Provided records:
use chrono::{DateTime, NaiveTime, Utc};
use serde::{Deserialize, Serialize};
use uuid::Uuid;

use crate::models::job::JobCategory;

pub const PERFORMANCE_WINDOW_DAYS: i64 = 90;

#[derive(Debug, Clone, Copy, PartialEq, Serialize, Deserialize)]
pub struct GeoPoint {
    pub lat: f64,
    pub lng: f64,
}

impl GeoPoint {
    pub fn is_valid(&self) -> bool {
        self.lat.is_finite()
            && self.lng.is_finite()
            && (-90.0..=90.0).contains(&self.lat)
            && (-180.0..=180.0).contains(&self.lng)
    }
}

#[derive(Debug, Clone, Copy, PartialEq, Eq, Serialize, Deserialize)]
pub enum TechStatus {
    Available,
    EnRoute,
    OnSite,
    Complete,
    OffDuty,
}

#[derive(Debug, Clone, Copy, Default, PartialEq, Eq, Serialize, Deserialize)]
pub struct SkillSet {
    pub install: bool,
    pub service: bool,
    pub maintenance: bool,
}

impl SkillSet {
    pub fn covers(&self, category: JobCategory) -> bool {
        match category {
            JobCategory::Install => self.install,
            JobCategory::Service => self.service,
            JobCategory::Maintenance => self.maintenance,
        }
    }
}

#[derive(Debug, Clone, Copy, PartialEq, Eq, Serialize, Deserialize)]
pub struct WorkHours {
    pub start: NaiveTime,
    pub end: NaiveTime,
    pub lunch_start: NaiveTime,
    pub lunch_minutes: i64,
}

impl WorkHours {
    pub fn daily_hours(&self) -> f64 {
        let on_shift = (self.end - self.start).num_minutes() - self.lunch_minutes;
        on_shift.max(0) as f64 / 60.0
    }
}

#[derive(Debug, Clone, Copy, Default, PartialEq, Serialize, Deserialize)]
pub struct PerformanceStats {
    pub completed_jobs: u32,
    pub on_time_rate: f64,
    pub average_rating: f64,
}

#[derive(Debug, Clone, Serialize, Deserialize)]
pub struct Technician {
    pub id: Uuid,
    pub name: String,
    pub location: GeoPoint,
    pub location_updated_at: DateTime<Utc>,
    pub status: TechStatus,
    pub current_job_id: Option<Uuid>,
    pub next_job_id: Option<Uuid>,
    pub skills: SkillSet,
    pub work_hours: WorkHours,
    pub performance: PerformanceStats,
    pub active: bool,
    pub updated_at: DateTime<Utc>,
}

#[cfg(test)]
mod tests {
    use chrono::NaiveTime;

    use super::{SkillSet, WorkHours};
    use crate::models::job::JobCategory;

    fn t(hour: u32, minute: u32) -> NaiveTime {
        NaiveTime::from_hms_opt(hour, minute, 0).unwrap()
    }

    #[test]
    fn daily_hours_subtracts_lunch() {
        let hours = WorkHours {
            start: t(8, 0),
            end: t(17, 0),
            lunch_start: t(12, 0),
            lunch_minutes: 60,
        };
        assert_eq!(hours.daily_hours(), 8.0);
    }

    #[test]
    fn daily_hours_never_negative() {
        let hours = WorkHours {
            start: t(9, 0),
            end: t(9, 30),
            lunch_start: t(9, 0),
            lunch_minutes: 60,
        };
        assert_eq!(hours.daily_hours(), 0.0);
    }

    #[test]
    fn skill_set_covers_matching_category_only() {
        let skills = SkillSet {
            install: true,
            service: false,
            maintenance: false,
        };
        assert!(skills.covers(JobCategory::Install));
        assert!(!skills.covers(JobCategory::Service));
        assert!(!skills.covers(JobCategory::Maintenance));
    }
}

What you are asked to do: After the last line of the data, restate all the entries verbatim.

Solution:
use chrono::{DateTime, NaiveTime, Utc};
use serde::{Deserialize, Serialize};
use uuid::Uuid;

use crate::models::job::JobCategory;

pub const PERFORMANCE_WINDOW_DAYS: i64 = 90;

#[derive(Debug, Clone, Copy, PartialEq, Serialize, Deserialize)]
pub struct GeoPoint {
    pub lat: f64,
    pub lng: f64,
}

impl GeoPoint {
    pub fn is_valid(&self) -> bool {
        self.lat.is_finite()
            && self.lng.is_finite()
            && (-90.0..=90.0).contains(&self.lat)
            && (-180.0..=180.0).contains(&self.lng)
    }
}

#[derive(Debug, Clone, Copy, PartialEq, Eq, Serialize, Deserialize)]
pub enum TechStatus {
    Available,
    EnRoute,
    OnSite,
    Complete,
    OffDuty,
}

#[derive(Debug, Clone, Copy, Default, PartialEq, Eq, Serialize, Deserialize)]
pub struct SkillSet {
    pub install: bool,
    pub service: bool,
    pub maintenance: bool,
}

impl SkillSet {
    pub fn covers(&self, category: JobCategory) -> bool {
        match category {
            JobCategory::Install => self.install,
            JobCategory::Service => self.service,
            JobCategory::Maintenance => self.maintenance,
        }
    }
}

#[derive(Debug, Clone, Copy, PartialEq, Eq, Serialize, Deserialize)]
pub struct WorkHours {
    pub start: NaiveTime,
    pub end: NaiveTime,
    pub lunch_start: NaiveTime,
    pub lunch_minutes: i64,
}

impl WorkHours {
    pub fn daily_hours(&self) -> f64 {
        let on_shift = (self.end - self.start).num_minutes() - self.lunch_minutes;
        on_shift.max(0) as f64 / 60.0
    }
}

#[derive(Debug, Clone, Copy, Default, PartialEq, Serialize, Deserialize)]
pub struct PerformanceStats {
    pub completed_jobs: u32,
    pub on_time_rate: f64,
    pub average_rating: f64,
}

#[derive(Debug, Clone, Serialize, Deserialize)]
pub struct Technician {
    pub id: Uuid,
    pub name: String,
    pub location: GeoPoint,
    pub location_updated_at: DateTime<Utc>,
    pub status: TechStatus,
    pub current_job_id: Option<Uuid>,
    pub next_job_id: Option<Uuid>,
    pub skills: SkillSet,
    pub work_hours: WorkHours,
    pub performance: PerformanceStats,
    pub active: bool,
    pub updated_at: DateTime<Utc>,
}

#[cfg(test)]
mod tests {
    use chrono::NaiveTime;

    use super::{SkillSet, WorkHours};
    use crate::models::job::JobCategory;

    fn t(hour: u32, minute: u32) -> NaiveTime {
        NaiveTime::from_hms_opt(hour, minute, 0).unwrap()
    }

    #[test]
    fn daily_hours_subtracts_lunch() {
        let hours = WorkHours {
            start: t(8, 0),
            end: t(17, 0),
            lunch_start: t(12, 0),
            lunch_minutes: 60,
        };
        assert_eq!(hours.daily_hours(), 8.0);
    }

    #[test]
    fn daily_hours_never_negative() {
        let hours = WorkHours {
            start: t(9, 0),
            end: t(9, 30),
            lunch_start: t(9, 0),
            lunch_minutes: 60,
        };
        assert_eq!(hours.daily_hours(), 0.0);
    }

    #[test]
    fn skill_set_covers_matching_category_only() {
        let skills = SkillSet {
            install: true,
            service: false,
            maintenance: false,
        };
        assert!(skills.covers(JobCategory::Install));
        assert!(!skills.covers(JobCategory::Service));
        assert!(!skills.covers(JobCategory::Maintenance));
    }
}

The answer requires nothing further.